* EXERCISE DIRECTIONS:
Nothing in the entries may be altered; copy them in full.

Segment Start: EXTRACTED RECORDS

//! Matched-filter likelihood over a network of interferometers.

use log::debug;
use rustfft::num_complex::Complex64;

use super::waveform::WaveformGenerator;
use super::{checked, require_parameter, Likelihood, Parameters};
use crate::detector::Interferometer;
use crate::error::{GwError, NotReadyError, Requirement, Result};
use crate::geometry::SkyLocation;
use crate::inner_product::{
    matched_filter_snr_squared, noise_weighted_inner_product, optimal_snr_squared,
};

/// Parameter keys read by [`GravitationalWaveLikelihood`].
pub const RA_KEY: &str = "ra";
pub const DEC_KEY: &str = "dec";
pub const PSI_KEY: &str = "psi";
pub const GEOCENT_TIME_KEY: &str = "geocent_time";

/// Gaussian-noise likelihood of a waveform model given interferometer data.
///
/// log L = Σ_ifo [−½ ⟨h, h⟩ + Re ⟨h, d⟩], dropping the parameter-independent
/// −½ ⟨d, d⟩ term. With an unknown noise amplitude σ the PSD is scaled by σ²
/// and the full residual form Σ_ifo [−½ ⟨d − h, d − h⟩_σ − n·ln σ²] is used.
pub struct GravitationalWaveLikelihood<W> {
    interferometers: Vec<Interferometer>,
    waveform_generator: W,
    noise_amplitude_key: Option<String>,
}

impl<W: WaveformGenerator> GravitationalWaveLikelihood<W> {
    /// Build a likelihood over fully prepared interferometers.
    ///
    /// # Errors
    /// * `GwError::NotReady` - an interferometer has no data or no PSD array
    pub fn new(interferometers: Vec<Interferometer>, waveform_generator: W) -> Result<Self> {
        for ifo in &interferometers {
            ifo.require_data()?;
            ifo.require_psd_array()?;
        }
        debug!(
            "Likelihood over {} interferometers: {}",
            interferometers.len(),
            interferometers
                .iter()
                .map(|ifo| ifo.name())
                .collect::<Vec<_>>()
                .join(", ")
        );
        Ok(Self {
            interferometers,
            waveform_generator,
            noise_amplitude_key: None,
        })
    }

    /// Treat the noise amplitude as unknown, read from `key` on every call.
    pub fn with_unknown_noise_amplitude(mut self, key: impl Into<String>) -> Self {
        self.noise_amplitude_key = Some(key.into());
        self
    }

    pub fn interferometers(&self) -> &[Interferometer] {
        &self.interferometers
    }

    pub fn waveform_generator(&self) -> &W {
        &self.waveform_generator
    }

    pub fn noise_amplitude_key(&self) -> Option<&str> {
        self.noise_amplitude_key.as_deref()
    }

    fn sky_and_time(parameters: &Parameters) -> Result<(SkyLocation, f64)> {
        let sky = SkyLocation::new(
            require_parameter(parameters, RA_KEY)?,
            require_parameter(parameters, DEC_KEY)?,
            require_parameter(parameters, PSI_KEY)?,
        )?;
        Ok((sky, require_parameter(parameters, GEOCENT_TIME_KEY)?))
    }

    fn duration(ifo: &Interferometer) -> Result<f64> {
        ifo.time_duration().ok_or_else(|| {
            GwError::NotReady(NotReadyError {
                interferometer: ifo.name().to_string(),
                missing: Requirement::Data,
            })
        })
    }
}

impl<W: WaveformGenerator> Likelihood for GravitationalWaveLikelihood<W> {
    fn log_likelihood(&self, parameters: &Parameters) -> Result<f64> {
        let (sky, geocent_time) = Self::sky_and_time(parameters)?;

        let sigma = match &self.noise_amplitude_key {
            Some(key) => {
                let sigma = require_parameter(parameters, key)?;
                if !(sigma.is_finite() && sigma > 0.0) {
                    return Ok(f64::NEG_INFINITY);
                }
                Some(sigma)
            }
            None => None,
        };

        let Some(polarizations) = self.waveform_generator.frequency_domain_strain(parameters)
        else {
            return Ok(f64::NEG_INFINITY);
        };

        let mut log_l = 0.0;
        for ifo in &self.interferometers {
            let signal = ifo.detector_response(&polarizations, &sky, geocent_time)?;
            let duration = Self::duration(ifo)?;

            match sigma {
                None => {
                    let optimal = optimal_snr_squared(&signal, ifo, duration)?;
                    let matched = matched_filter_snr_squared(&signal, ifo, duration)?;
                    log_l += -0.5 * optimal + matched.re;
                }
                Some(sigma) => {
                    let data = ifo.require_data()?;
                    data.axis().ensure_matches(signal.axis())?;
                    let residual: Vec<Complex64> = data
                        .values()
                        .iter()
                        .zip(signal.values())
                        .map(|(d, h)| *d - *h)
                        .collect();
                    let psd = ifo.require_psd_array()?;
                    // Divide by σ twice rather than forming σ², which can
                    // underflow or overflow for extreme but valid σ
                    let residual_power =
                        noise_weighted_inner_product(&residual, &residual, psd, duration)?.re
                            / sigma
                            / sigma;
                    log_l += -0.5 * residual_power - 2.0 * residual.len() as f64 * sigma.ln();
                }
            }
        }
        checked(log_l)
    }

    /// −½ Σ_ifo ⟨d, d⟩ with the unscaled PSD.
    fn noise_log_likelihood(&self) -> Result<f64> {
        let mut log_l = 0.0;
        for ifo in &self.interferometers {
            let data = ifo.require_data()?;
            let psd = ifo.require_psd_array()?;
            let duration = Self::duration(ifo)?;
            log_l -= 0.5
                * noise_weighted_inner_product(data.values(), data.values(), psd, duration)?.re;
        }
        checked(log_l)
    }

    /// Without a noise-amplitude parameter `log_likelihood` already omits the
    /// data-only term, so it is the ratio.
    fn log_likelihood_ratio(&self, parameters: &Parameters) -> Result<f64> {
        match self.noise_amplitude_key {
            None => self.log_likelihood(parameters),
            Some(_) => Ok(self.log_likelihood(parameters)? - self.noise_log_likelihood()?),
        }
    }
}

Segment End: EXTRACTED RECORDS

* TASK RESULT:
//! Matched-filter likelihood over a network of interferometers.

use log::debug;
use rustfft::num_complex::Complex64;

use super::waveform::WaveformGenerator;
use super::{checked, require_parameter, Likelihood, Parameters};
use crate::detector::Interferometer;
use crate::error::{GwError, NotReadyError, Requirement, Result};
use crate::geometry::SkyLocation;
use crate::inner_product::{
    matched_filter_snr_squared, noise_weighted_inner_product, optimal_snr_squared,
};

/// Parameter keys read by [`GravitationalWaveLikelihood`].
pub const RA_KEY: &str = "ra";
pub const DEC_KEY: &str = "dec";
pub const PSI_KEY: &str = "psi";
pub const GEOCENT_TIME_KEY: &str = "geocent_time";

/// Gaussian-noise likelihood of a waveform model given interferometer data.
///
/// log L = Σ_ifo [−½ ⟨h, h⟩ + Re ⟨h, d⟩], dropping the parameter-independent
/// −½ ⟨d, d⟩ term. With an unknown noise amplitude σ the PSD is scaled by σ²
/// and the full residual form Σ_ifo [−½ ⟨d − h, d − h⟩_σ − n·ln σ²] is used.
pub struct GravitationalWaveLikelihood<W> {
    interferometers: Vec<Interferometer>,
    waveform_generator: W,
    noise_amplitude_key: Option<String>,
}

impl<W: WaveformGenerator> GravitationalWaveLikelihood<W> {
    /// Build a likelihood over fully prepared interferometers.
    ///
    /// # Errors
    /// * `GwError::NotReady` - an interferometer has no data or no PSD array
    pub fn new(interferometers: Vec<Interferometer>, waveform_generator: W) -> Result<Self> {
        for ifo in &interferometers {
            ifo.require_data()?;
            ifo.require_psd_array()?;
        }
        debug!(
            "Likelihood over {} interferometers: {}",
            interferometers.len(),
            interferometers
                .iter()
                .map(|ifo| ifo.name())
                .collect::<Vec<_>>()
                .join(", ")
        );
        Ok(Self {
            interferometers,
            waveform_generator,
            noise_amplitude_key: None,
        })
    }

    /// Treat the noise amplitude as unknown, read from `key` on every call.
    pub fn with_unknown_noise_amplitude(mut self, key: impl Into<String>) -> Self {
        self.noise_amplitude_key = Some(key.into());
        self
    }

    pub fn interferometers(&self) -> &[Interferometer] {
        &self.interferometers
    }

    pub fn waveform_generator(&self) -> &W {
        &self.waveform_generator
    }

    pub fn noise_amplitude_key(&self) -> Option<&str> {
        self.noise_amplitude_key.as_deref()
    }

    fn sky_and_time(parameters: &Parameters) -> Result<(SkyLocation, f64)> {
        let sky = SkyLocation::new(
            require_parameter(parameters, RA_KEY)?,
            require_parameter(parameters, DEC_KEY)?,
            require_parameter(parameters, PSI_KEY)?,
        )?;
        Ok((sky, require_parameter(parameters, GEOCENT_TIME_KEY)?))
    }

    fn duration(ifo: &Interferometer) -> Result<f64> {
        ifo.time_duration().ok_or_else(|| {
            GwError::NotReady(NotReadyError {
                interferometer: ifo.name().to_string(),
                missing: Requirement::Data,
            })
        })
    }
}

impl<W: WaveformGenerator> Likelihood for GravitationalWaveLikelihood<W> {
    fn log_likelihood(&self, parameters: &Parameters) -> Result<f64> {
        let (sky, geocent_time) = Self::sky_and_time(parameters)?;

        let sigma = match &self.noise_amplitude_key {
            Some(key) => {
                let sigma = require_parameter(parameters, key)?;
                if !(sigma.is_finite() && sigma > 0.0) {
                    return Ok(f64::NEG_INFINITY);
                }
                Some(sigma)
            }
            None => None,
        };

        let Some(polarizations) = self.waveform_generator.frequency_domain_strain(parameters)
        else {
            return Ok(f64::NEG_INFINITY);
        };

        let mut log_l = 0.0;
        for ifo in &self.interferometers {
            let signal = ifo.detector_response(&polarizations, &sky, geocent_time)?;
            let duration = Self::duration(ifo)?;

            match sigma {
                None => {
                    let optimal = optimal_snr_squared(&signal, ifo, duration)?;
                    let matched = matched_filter_snr_squared(&signal, ifo, duration)?;
                    log_l += -0.5 * optimal + matched.re;
                }
                Some(sigma) => {
                    let data = ifo.require_data()?;
                    data.axis().ensure_matches(signal.axis())?;
                    let residual: Vec<Complex64> = data
                        .values()
                        .iter()
                        .zip(signal.values())
                        .map(|(d, h)| *d - *h)
                        .collect();
                    let psd = ifo.require_psd_array()?;
                    // Divide by σ twice rather than forming σ², which can
                    // underflow or overflow for extreme but valid σ
                    let residual_power =
                        noise_weighted_inner_product(&residual, &residual, psd, duration)?.re
                            / sigma
                            / sigma;
                    log_l += -0.5 * residual_power - 2.0 * residual.len() as f64 * sigma.ln();
                }
            }
        }
        checked(log_l)
    }

    /// −½ Σ_ifo ⟨d, d⟩ with the unscaled PSD.
    fn noise_log_likelihood(&self) -> Result<f64> {
        let mut log_l = 0.0;
        for ifo in &self.interferometers {
            let data = ifo.require_data()?;
            let psd = ifo.require_psd_array()?;
            let duration = Self::duration(ifo)?;
            log_l -= 0.5
                * noise_weighted_inner_product(data.values(), data.values(), psd, duration)?.re;
        }
        checked(log_l)
    }

    /// Without a noise-amplitude parameter `log_likelihood` already omits the
    /// data-only term, so it is the ratio.
    fn log_likelihood_ratio(&self, parameters: &Parameters) -> Result<f64> {
        match self.noise_amplitude_key {
            None => self.log_likelihood(parameters),
            Some(_) => Ok(self.log_likelihood(parameters)? - self.noise_log_likelihood()?),
        }
    }
}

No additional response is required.